Both of these areas together form overall safety in a production plant, which, according to applicable legal regulations, must be ensured. Process safety, which is an integral part of overall safety, specifically refers to process installations that contain and process chemical substances. It therefore concerns issues related to the design and operation of installations in which various chemical and physical processes occur involving the processing of chemical substances (unit operations) into useful final products, focusing on preventing unwanted releases of mixtures and/or energy, as well as mitigating the effects of such releases. Awareness of maintaining process safety accompanies the design of every chemical or refinery installation at all stages of its development. This also includes facilities for storing and processing solid substances. It is part of every process project, which is the main product of process engineering.

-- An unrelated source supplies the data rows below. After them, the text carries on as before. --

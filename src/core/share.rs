//! Share and embed links for restaurant pages.
//!
//! Every builder goes through [`Url`] so query values are percent-encoded
//! (Arabic text included).

use serde::Serialize;
use url::Url;

/// Social share targets for one page.
#[derive(Debug, Clone, PartialEq, Eq, Serialize)]
pub struct ShareLinks {
    /// Facebook sharer
    pub facebook: String,
    /// X (Twitter) intent
    pub x: String,
    /// Telegram share
    pub telegram: String,
    /// WhatsApp message with the link
    pub whatsapp: String,
}

fn with_query(base: &str, pairs: &[(&str, &str)]) -> String {
    match Url::parse_with_params(base, pairs) {
        Ok(url) => url.into(),
        Err(_) => base.to_string(),
    }
}

/// Keeps the digits of a phone number, dropping `+`, spaces and dashes.
/// A leading `00` international prefix is removed.
#[must_use]
pub fn phone_digits(phone: &str) -> String {
    let digits: String = phone.chars().filter(char::is_ascii_digit).collect();
    digits
        .strip_prefix("00")
        .map_or_else(|| digits.clone(), str::to_string)
}

/// WhatsApp click-to-chat link, or `None` when the number has no digits.
#[must_use]
pub fn whatsapp_chat_url(phone: &str, message: Option<&str>) -> Option<String> {
    let digits = phone_digits(phone);
    if digits.is_empty() {
        return None;
    }
    let base = format!("https://wa.me/{digits}");
    Some(match message.map(str::trim).filter(|m| !m.is_empty()) {
        Some(text) => with_query(&base, &[("text", text)]),
        None => base,
    })
}

/// Share links for `page_url` with `title` as the accompanying text.
#[must_use]
pub fn share_links(page_url: &str, title: &str) -> ShareLinks {
    let text_and_url = format!("{title} {page_url}");
    ShareLinks {
        facebook: with_query("https://www.facebook.com/sharer/sharer.php", &[("u", page_url)]),
        x: with_query(
            "https://twitter.com/intent/tweet",
            &[("url", page_url), ("text", title)],
        ),
        telegram: with_query("https://t.me/share/url", &[("url", page_url), ("text", title)]),
        whatsapp: with_query("https://wa.me/", &[("text", text_and_url.as_str())]),
    }
}

/// Google Maps embed for a free-text address.
#[must_use]
pub fn maps_embed_url(address: &str) -> String {
    with_query(
        "https://www.google.com/maps",
        &[("q", address.trim()), ("output", "embed")],
    )
}

/// YouTube iframe source for a video id.
#[must_use]
pub fn youtube_embed_url(video_id: &str) -> String {
    format!("https://www.youtube.com/embed/{video_id}")
}

/// Thumbnail image for a video id.
#[must_use]
pub fn youtube_thumbnail_url(video_id: &str) -> String {
    format!("https://img.youtube.com/vi/{video_id}/hqdefault.jpg")
}
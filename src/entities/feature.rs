//! Feature entity - a restaurant's highlighted feature (e.g., "جلسات خارجية", "واي فاي مجاني").

use sea_orm::entity::prelude::*;
use serde::{Deserialize, Serialize};

/// Feature database model
#[derive(Clone, Debug, PartialEq, Eq, DeriveEntityModel, Serialize, Deserialize)]
#[sea_orm(table_name = "features")]
pub struct Model {
    /// Unique identifier
    #[sea_orm(primary_key)]
    pub id: i64,
    /// Owning restaurant
    #[sea_orm(indexed)]
    pub restaurant_id: i64,
    /// Title, unique within the restaurant (case-insensitive)
    pub title: String,
    /// Optional longer text
    pub description: Option<String>,
    /// Icon name understood by the front end
    pub icon: Option<String>,
    /// When the row was created
    pub created_at: DateTimeUtc,
}

/// Defines relationships between Feature and other entities
#[derive(Copy, Clone, Debug, EnumIter, DeriveRelation)]
pub enum Relation {
    /// Each feature belongs to one restaurant
    #[sea_orm(
        belongs_to = "super::restaurant::Entity",
        from = "Column::RestaurantId",
        to = "super::restaurant::Column::Id",
        on_delete = "Cascade"
    )]
    Restaurant,
}

impl Related<super::restaurant::Entity> for Entity {
    fn to() -> RelationDef {
        Relation::Restaurant.def()
    }
}

impl ActiveModelBehavior for ActiveModel {}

Explosion hazard zones in the food industry

The food industry is a specific group of industrial plants that have solid substances such as grains, sugar, tea, coffee, corn, etc., on their premises. This specificity lies in the fact that dust hazard analysis differs from gas analysis and that other additional parameters are taken into account in the risk assessment process. In the case of grain-based products, the presence of grain and flour dust is a factor creating a high level of fire and explosion hazard. It is worth noting that Poland is one of the largest grain producers in Europe and one of the largest in the world. According to GUS data for 2018, annual grain production in Poland amounts to approximately 27 million tons, including about 10 million tons of wheat and 4 million tons of triticale. This makes the probability of failure during the processes it undergoes higher than in most other countries. During the technological processes of grain reception, cleaning, drying, and preservation, as well as grain milling into flour, local dust contaminants known as technological dust are generated. They are produced as a result of grains rubbing against each other and against machine components inside the equipment. Dusts thus rise inside devices during horizontal and vertical transport, in cleaning machines and equipment, drying and grinding grain, as well as sieving, sorting, and packing of crushed semi-finished and finished products.

Research shows that nearly 25% of all dust explosions occur in the agri-food and feed industries, with silos, dedusting systems, and ventilation systems – including dryers and grain storage facilities – being the most prone to explosions.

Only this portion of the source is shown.